也许您仍然接受为便于使用 OOB 项目而付出的时间和内存使用成本,但您可能还没有完成支付.您的服务器有 32GB 的内存,SSIS 可以使用它们.每行花费 1000 字节,并且您有 1600 万行数据流经您的数据流.它命中排序,数据开始堆积.当最后一行到达时,您已经为原始数据消耗了 16GB 的内存.排序操作开始排序,它将 16GB 复制到另一个 16GB 的内存,哎呀,SSIS 内存不足.您现在支付临时文件存储的第三个价格.当执行引擎处于内存压力下时,它最终会开始分页到磁盘.一旦发生这种情况,如果您关心性能,游戏就结束了,但您的痛苦可能并非如此.如果您尚未为每个数据流设置 BlobTempStoragePath 值,则该文件将被写入默认的临时存储位置,可能是 C:\something 或其他.您的系统管理员切出一个非常精简的 C 分区,因为只有操作系统在那里运行,因此突然将 16GB 交换文件写入该驱动器会消耗所有可用空间,然后操作系统会变得不满意,程序包失败并且指指点点开始.
Maybe you still accept the costs time and memory usage for the ease of using an OOB item but you may not be finished paying. Your server has 32GB of memory and SSIS gets to use them all. Each row costs a thousand bytes and you have 16M rows of data flowing through your data flow. It hits the sort and data starts piling up. Once the last row arrives, you've consumed 16GB of memory for the original data. The sort operations starts to sort and it copies 16GB to another 16GB of memory and oops, SSIS is out of memory. You now pay the third price of temporary file storage.

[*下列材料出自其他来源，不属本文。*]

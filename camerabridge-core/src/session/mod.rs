//! Session bridge
//!
//! Advertises the virtual endpoint to the desktop session's permission
//! broker and keeps camera grants for portal-mediated applications.
//!
//! Broker calls are retried a fixed number of times with a fixed delay.
//! Exhausting the attempts yields [`BridgeError::BrokerUnavailable`], which
//! callers treat as a warning: the pipeline keeps running regardless.

mod portal;

pub use portal::PortalBroker;

use parking_lot::Mutex;
use std::collections::HashMap;
use std::future::Future;
use std::pin::Pin;
use std::sync::Arc;
use std::time::SystemTime;
use tokio::sync::mpsc;
use tracing::{debug, info, warn};

use crate::config::SessionSettings;
use crate::controller::SessionNotifier;
use crate::error::{BridgeError, Result};
use crate::types::{DeviceDescriptor, DeviceHandle, PermissionGrant};

/// Future returned by [`SessionBroker`] calls
pub type BrokerFuture<'a, T> = Pin<Box<dyn Future<Output = Result<T>> + Send + 'a>>;

/// Session-level permission broker
pub trait SessionBroker: Send + Sync {
    /// Register (or update) an endpoint description
    fn publish<'a>(&'a self, descriptor: &'a DeviceDescriptor) -> BrokerFuture<'a, ()>;

    /// Remove an endpoint description
    fn unpublish(&self, index: u32) -> BrokerFuture<'_, ()>;

    /// Allow an application to use the camera
    fn grant<'a>(&'a self, app: &'a str) -> BrokerFuture<'a, ()>;

    /// Withdraw an application's camera permission
    fn revoke<'a>(&'a self, app: &'a str) -> BrokerFuture<'a, ()>;
}

struct BridgeInner {
    broker: Arc<dyn SessionBroker>,
    settings: SessionSettings,
    grants: Mutex<HashMap<(String, u32), PermissionGrant>>,
    published: Mutex<HashMap<u32, DeviceDescriptor>>,
}

/// Publishes endpoints and tracks permission grants
#[derive(Clone)]
pub struct SessionBridge {
    inner: Arc<BridgeInner>,
}

impl SessionBridge {
    /// Create a bridge on top of a broker
    pub fn new(broker: Arc<dyn SessionBroker>, settings: SessionSettings) -> Self {
        Self {
            inner: Arc::new(BridgeInner {
                broker,
                settings,
                grants: Mutex::new(HashMap::new()),
                published: Mutex::new(HashMap::new()),
            }),
        }
    }

    /// Register the endpoint as a session media source
    pub async fn publish(&self, handle: &DeviceHandle, descriptor: DeviceDescriptor) -> Result<()> {
        if descriptor.index != handle.index() {
            return Err(BridgeError::UnknownDevice(descriptor.index));
        }

        let broker = self.inner.broker.as_ref();
        let d = &descriptor;
        self.retry("publish", move || broker.publish(d)).await?;

        info!(
            "Published {} as \"{}\" ({})",
            descriptor.node.display(),
            descriptor.label,
            descriptor.format
        );
        self.inner.published.lock().insert(descriptor.index, descriptor);
        Ok(())
    }

    /// Grant an application access to a device
    ///
    /// Repeated grants return the original entry without contacting the
    /// broker again.
    pub async fn grant(&self, subject_app: &str, device_index: u32) -> Result<PermissionGrant> {
        let key = (subject_app.to_string(), device_index);
        let existing = self.inner.grants.lock().get(&key).cloned();
        if let Some(existing) = existing {
            debug!("{} already granted /dev/video{}", subject_app, device_index);
            return Ok(existing);
        }

        let broker = self.inner.broker.as_ref();
        self.retry("grant", move || broker.grant(subject_app)).await?;

        let grant = PermissionGrant {
            subject_app: subject_app.to_string(),
            device_index,
            granted_at: SystemTime::now(),
        };
        info!("Granted camera access to {}", subject_app);

        // A concurrent grant for the same key may have won the race
        let mut grants = self.inner.grants.lock();
        Ok(grants.entry(key).or_insert(grant).clone())
    }

    /// Mark a published endpoint as not currently producing frames
    ///
    /// Grants are kept.
    pub async fn mark_inactive(&self, index: u32) -> Result<()> {
        let descriptor = {
            let mut published = self.inner.published.lock();
            match published.get_mut(&index) {
                Some(d) if d.active => {
                    d.active = false;
                    d.clone()
                }
                _ => return Ok(()),
            }
        };

        let broker = self.inner.broker.as_ref();
        let d = &descriptor;
        self.retry("update", move || broker.publish(d)).await?;
        debug!("Marked /dev/video{} inactive", index);
        Ok(())
    }

    /// Withdraw every grant for a device and unpublish it
    ///
    /// Local state is always cleared. Returns the number of grants removed,
    /// or the last broker error if the broker could not be updated.
    pub async fn revoke_all(&self, device_index: u32) -> Result<usize> {
        let (removed, still_granted) = {
            let mut grants = self.inner.grants.lock();
            let removed: Vec<String> = grants
                .keys()
                .filter(|(_, index)| *index == device_index)
                .map(|(app, _)| app.clone())
                .collect();
            for app in &removed {
                grants.remove(&(app.clone(), device_index));
            }
            let still_granted: Vec<String> = grants.keys().map(|(app, _)| app.clone()).collect();
            (removed, still_granted)
        };
        let was_published = self.inner.published.lock().remove(&device_index).is_some();

        let broker = self.inner.broker.as_ref();
        let mut last_error = None;

        for app in removed.iter().filter(|app| !still_granted.contains(app)) {
            let app = app.as_str();
            if let Err(e) = self.retry("revoke", move || broker.revoke(app)).await {
                warn!("Failed to revoke camera access for {}: {}", app, e);
                last_error = Some(e);
            }
        }

        if was_published {
            if let Err(e) = self.retry("unpublish", move || broker.unpublish(device_index)).await {
                warn!("Failed to unpublish /dev/video{}: {}", device_index, e);
                last_error = Some(e);
            }
        }

        info!(
            "Revoked {} grant(s) for /dev/video{}",
            removed.len(),
            device_index
        );
        match last_error {
            Some(e) => Err(e),
            None => Ok(removed.len()),
        }
    }

    /// Grants held for a device
    pub fn grants(&self, device_index: u32) -> Vec<PermissionGrant> {
        let mut grants: Vec<_> = self
            .inner
            .grants
            .lock()
            .values()
            .filter(|g| g.device_index == device_index)
            .cloned()
            .collect();
        grants.sort_by(|a, b| a.subject_app.cmp(&b.subject_app));
        grants
    }

    /// Published descriptor for a device
    pub fn descriptor(&self, index: u32) -> Option<DeviceDescriptor> {
        self.inner.published.lock().get(&index).cloned()
    }

    /// Whether a device is currently published
    pub fn is_published(&self, index: u32) -> bool {
        self.inner.published.lock().contains_key(&index)
    }

    /// Start a worker that applies controller notifications in order
    ///
    /// Publishes the endpoint and grants the configured applications when
    /// frames start flowing. The worker ends once the returned notifier is
    /// dropped. Must be called from within a tokio runtime.
    pub fn spawn_listener(&self) -> SessionEvents {
        let (tx, mut rx) = mpsc::unbounded_channel();
        let bridge = self.clone();

        tokio::spawn(async move {
            while let Some(event) = rx.recv().await {
                bridge.handle_event(event).await;
            }
            debug!("Session listener finished");
        });

        SessionEvents { tx }
    }

    async fn handle_event(&self, event: SessionEvent) {
        if !self.inner.settings.enabled {
            debug!("Session publishing disabled, ignoring {:?}", event);
            return;
        }

        match event {
            SessionEvent::Active(handle, descriptor) => {
                if let Err(e) = self.publish(&handle, descriptor).await {
                    warn!("{}", e);
                }
                for app in &self.inner.settings.grant_apps {
                    if let Err(e) = self.grant(app, handle.index()).await {
                        warn!("{}", e);
                    }
                }
            }
            SessionEvent::Inactive(index) => {
                if let Err(e) = self.mark_inactive(index).await {
                    warn!("{}", e);
                }
            }
        }
    }

    async fn retry<'a, T>(
        &self,
        what: &str,
        mut op: impl FnMut() -> BrokerFuture<'a, T>,
    ) -> Result<T> {
        let settings = &self.inner.settings;
        let attempts = settings.attempts.max(1);
        let mut attempt = 1;

        loop {
            match op().await {
                Ok(value) => return Ok(value),
                Err(e) if attempt < attempts => {
                    warn!(
                        "Session broker {} failed (attempt {}/{}): {}",
                        what, attempt, attempts, e
                    );
                    attempt += 1;
                    tokio::time::sleep(settings.retry_delay()).await;
                }
                Err(e) => {
                    let detail = match e.root() {
                        BridgeError::BrokerUnavailable(msg) => msg.clone(),
                        other => other.to_string(),
                    };
                    return Err(BridgeError::broker(format!(
                        "{} failed after {} attempt(s): {}",
                        what, attempts, detail
                    )));
                }
            }
        }
    }
}

#[derive(Debug)]
enum SessionEvent {
    Active(DeviceHandle, DeviceDescriptor),
    Inactive(u32),
}

/// Controller notifier feeding a session listener
pub struct SessionEvents {
    tx: mpsc::UnboundedSender<SessionEvent>,
}

impl SessionNotifier for SessionEvents {
    fn endpoint_active(&self, handle: &DeviceHandle, descriptor: DeviceDescriptor) {
        if self
            .tx
            .send(SessionEvent::Active(handle.clone(), descriptor))
            .is_err()
        {
            debug!("Session listener gone, dropping activation");
        }
    }

    fn endpoint_inactive(&self, index: u32) {
        if self.tx.send(SessionEvent::Inactive(index)).is_err() {
            debug!("Session listener gone, dropping deactivation");
        }
    }
}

When the execution engine is under memory pressure, it will eventually start paging to disk. Once that happens, the game is over if you care about performance but your suffering may not be so. If you haven't set the BlobTempStoragePath value for each data flow, that file's going to be written to the default temporary storage location which is probably C:\something or other. Your systems admins sliced out a very lean C partition as only the OS goes on there so a 16GB swap file suddenly being written to that drive consumes all the available space and then the OS is going to get unhappy, the package fails and the finger pointing begins.
尽可能在源系统中做所有事情.上述场景适用于排序,但该课程适用于所有共享"运算符.
As much as possible, do everything in the source system. The above scenario is for Sorts but the lesson is applicable across all the "shared" operators.
至于如何清理查询,这些映射会让我发疯.您是否有机会创建 N 个查找表(或内联表值函数)来提供存储值和显示值之间的映射?然后,您可以抽象出所有案例逻辑.
As to how you can clean up your query, those mappings would drive me insane. Any chance you can create N lookup tables (or inline table valued function) to provide a mapping between the stored value and the presented value? You could then abstract away all the case logic.
- 阻止,半阻塞和非阻塞组件
- SSIS 卡玛经:爱 ETL 指南 <- 我关于 SSIS 的演讲
- Blocking, Semi-blocking and non-blocking components
- Kama Sutra of SSIS: A guide to loving ETL <- my talk on SSIS
最后,这篇文章中的数字惊人地依赖于硬件和工作负载
Finally, the numbers in this post are amazingly dependent on hardware and workloads
这篇关于如何创建 SSIS 导入原始文件包?的文章就介绍到这了,希望我们推荐的答案对大家有所帮助,也希望大家多多支持!